TASK INPUT START

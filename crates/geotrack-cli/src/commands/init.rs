//! Init command implementation

use crate::cli::InitArgs;
use crate::commands::Globals;
use crate::errors;
use crate::output::OutputWriter;
use crate::output_types::InitOutput;
use anyhow::{Context, Result};
use geotrack_core::config::LayeredConfig;

pub fn execute(args: InitArgs, globals: &Globals, output: &OutputWriter) -> Result<()> {
    let path = &globals.config_path;
    let existed = path.exists();

    if existed && !args.force {
        return Err(errors::config_exists(path).into());
    }

    LayeredConfig::with_defaults()
        .save(path)
        .with_context(|| format!("Failed to write {}", path.display()))?;

    if output.is_json() {
        output.result(InitOutput {
            config_path: path.display().to_string(),
            overwritten: existed,
        })?;
    } else {
        output.success(format!("Wrote default configuration to {}", path.display()));
        output.info("Edit the [geofence] and [notification] sections, then run: geotrack run");
    }

    Ok(())
}
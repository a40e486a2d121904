//! In-memory store for development and testing.
//!
//! History lives only as long as the process. For durable storage use the
//! SQLite backend.

use async_trait::async_trait;
use chrono::{DateTime, Duration, Utc};
use geotrack_core::error::{GeotrackError, Result};
use geotrack_core::models::{Alert, AlertId, Fix, SystemEvent};
use std::sync::{Arc, RwLock, RwLockReadGuard, RwLockWriteGuard};

use crate::ports::{LocationStore, StoreStats};

#[derive(Debug, Default)]
struct Inner {
    fixes: Vec<Fix>,
    alerts: Vec<Alert>,
    events: Vec<SystemEvent>,
}

/// In-memory implementation of LocationStore
#[derive(Debug, Clone, Default)]
pub struct MemoryStore {
    inner: Arc<RwLock<Inner>>,
}

impl MemoryStore {
    /// Create a new, empty in-memory store
    pub fn new() -> Self {
        Self::default()
    }

    /// Events recorded so far, oldest first
    pub fn events(&self) -> Result<Vec<SystemEvent>> {
        Ok(self.read()?.events.clone())
    }

    fn read(&self) -> Result<RwLockReadGuard<'_, Inner>> {
        self.inner.read().map_err(|_| GeotrackError::Storage("memory store lock poisoned".into()))
    }

    fn write(&self) -> Result<RwLockWriteGuard<'_, Inner>> {
        self.inner.write().map_err(|_| GeotrackError::Storage("memory store lock poisoned".into()))
    }
}

fn alert_index(id: AlertId) -> Option<usize> {
    usize::try_from(id.0).ok()?.checked_sub(1)
}

#[async_trait]
impl LocationStore for MemoryStore {
    async fn append(&self, fix: &Fix) -> Result<i64> {
        let mut inner = self.write()?;
        inner.fixes.push(fix.clone());
        Ok(inner.fixes.len() as i64)
    }

    async fn latest(&self) -> Result<Option<Fix>> {
        Ok(self.read()?.fixes.last().cloned())
    }

    async fn since(&self, since: DateTime<Utc>) -> Result<Vec<Fix>> {
        let inner = self.read()?;
        let mut fixes: Vec<Fix> =
            inner.fixes.iter().filter(|f| f.captured_at >= since).cloned().collect();
        // Stable sort keeps append order for equal timestamps
        fixes.sort_by_key(|f| f.captured_at);
        Ok(fixes)
    }

    async fn append_alert(&self, alert: &Alert) -> Result<AlertId> {
        let mut inner = self.write()?;
        let id = AlertId(inner.alerts.len() as i64 + 1);

        let mut stored = alert.clone();
        stored.id = Some(id);
        inner.alerts.push(stored);

        Ok(id)
    }

    async fn record_delivery(&self, id: AlertId, attempts: u32, success: bool) -> Result<()> {
        let mut inner = self.write()?;
        let alert = alert_index(id)
            .and_then(|idx| inner.alerts.get_mut(idx))
            .ok_or(GeotrackError::AlertNotFound { id: id.0 })?;

        alert.notification_attempts = attempts;
        alert.notification_success = success;
        Ok(())
    }

    async fn resolve(&self, id: AlertId) -> Result<bool> {
        let mut inner = self.write()?;
        let alert = alert_index(id)
            .and_then(|idx| inner.alerts.get_mut(idx))
            .ok_or(GeotrackError::AlertNotFound { id: id.0 })?;

        Ok(alert.resolve(Utc::now()))
    }

    async fn open_alerts(&self) -> Result<Vec<Alert>> {
        let inner = self.read()?;
        Ok(inner.alerts.iter().filter(|a| !a.resolved).cloned().collect())
    }

    async fn alerts(&self, limit: usize) -> Result<Vec<Alert>> {
        let inner = self.read()?;
        Ok(inner.alerts.iter().rev().take(limit).cloned().collect())
    }

    async fn record_event(&self, event: &SystemEvent) -> Result<()> {
        self.write()?.events.push(event.clone());
        Ok(())
    }

    async fn statistics(&self) -> Result<StoreStats> {
        let inner = self.read()?;
        let cutoff = Utc::now() - Duration::hours(24);

        Ok(StoreStats {
            total_fixes: inner.fixes.len() as u64,
            fixes_last_24h: inner.fixes.iter().filter(|f| f.captured_at >= cutoff).count() as u64,
            open_alerts: inner.alerts.iter().filter(|a| !a.resolved).count() as u64,
            last_update: inner.fixes.last().map(|f| f.captured_at),
        })
    }
}

#[cfg(test)]
mod tests {
    use super::*;
    use geotrack_core::models::AlertKind;

    fn fix_at(lat: f64, lon: f64, minutes_ago: i64) -> Fix {
        Fix::new(lat, lon, Utc::now() - Duration::minutes(minutes_ago)).unwrap()
    }

    #[tokio::test]
    async fn test_latest_returns_last_appended() {
        let store = MemoryStore::new();
        assert!(store.latest().await.unwrap().is_none());

        store.append(&fix_at(40.7128, -74.0060, 2)).await.unwrap();
        store.append(&fix_at(40.7130, -74.0061, 1)).await.unwrap();

        let latest = store.latest().await.unwrap().unwrap();
        assert_eq!(latest.latitude, 40.7130);
        assert_eq!(latest.longitude, -74.0061);
    }

    #[tokio::test]
    async fn test_since_is_ascending_and_filtered() {
        let store = MemoryStore::new();
        store.append(&fix_at(1.0, 1.0, 120)).await.unwrap();
        store.append(&fix_at(3.0, 3.0, 5)).await.unwrap();
        store.append(&fix_at(2.0, 2.0, 30)).await.unwrap();

        let fixes = store.since(Utc::now() - Duration::hours(1)).await.unwrap();
        let lats: Vec<f64> = fixes.iter().map(|f| f.latitude).collect();
        assert_eq!(lats, vec![2.0, 3.0]);
    }

    #[tokio::test]
    async fn test_alert_lifecycle() {
        let store = MemoryStore::new();
        let alert = Alert::new(AlertKind::PositionLost, "No GPS data", None);

        let first = store.append_alert(&alert).await.unwrap();
        let second = store.append_alert(&alert).await.unwrap();
        assert!(second > first);
        assert_eq!(store.open_alerts().await.unwrap().len(), 2);

        store.record_delivery(first, 2, true).await.unwrap();
        assert!(store.resolve(first).await.unwrap());
        assert!(!store.resolve(first).await.unwrap());

        let open = store.open_alerts().await.unwrap();
        assert_eq!(open.len(), 1);
        assert_eq!(open[0].id, Some(second));

        let recent = store.alerts(10).await.unwrap();
        assert_eq!(recent[0].id, Some(second));
        assert_eq!(recent[1].notification_attempts, 2);
        assert!(recent[1].notification_success);
        assert!(recent[1].resolved_at.is_some());
    }

    #[tokio::test]
    async fn test_unknown_alert() {
        let store = MemoryStore::new();
        assert!(matches!(
            store.resolve(AlertId(42)).await,
            Err(GeotrackError::AlertNotFound { id: 42 })
        ));
        assert!(store.resolve(AlertId(0)).await.is_err());
        assert!(store.record_delivery(AlertId(-1), 1, false).await.is_err());
    }

    #[tokio::test]
    async fn test_statistics() {
        let store = MemoryStore::new();
        store.append(&fix_at(1.0, 1.0, 60 * 48)).await.unwrap();
        store.append(&fix_at(2.0, 2.0, 10)).await.unwrap();
        store
            .append_alert(&Alert::new(AlertKind::PerimeterBreach, "outside", None))
            .await
            .unwrap();

        let stats = store.statistics().await.unwrap();
        assert_eq!(stats.total_fixes, 2);
        assert_eq!(stats.fixes_last_24h, 1);
        assert_eq!(stats.open_alerts, 1);
        assert!(stats.last_update.is_some());
    }
}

TASK INPUT END

• [WHAT TO DO]
Every line above holding the string "recent" should be listed.

• [RESULT OF THIS TASK]
        let recent = store.alerts(10).await.unwrap();
        assert_eq!(recent[0].id, Some(second));
        assert_eq!(recent[1].notification_attempts, 2);
        assert!(recent[1].notification_success);
        assert!(recent[1].resolved_at.is_some());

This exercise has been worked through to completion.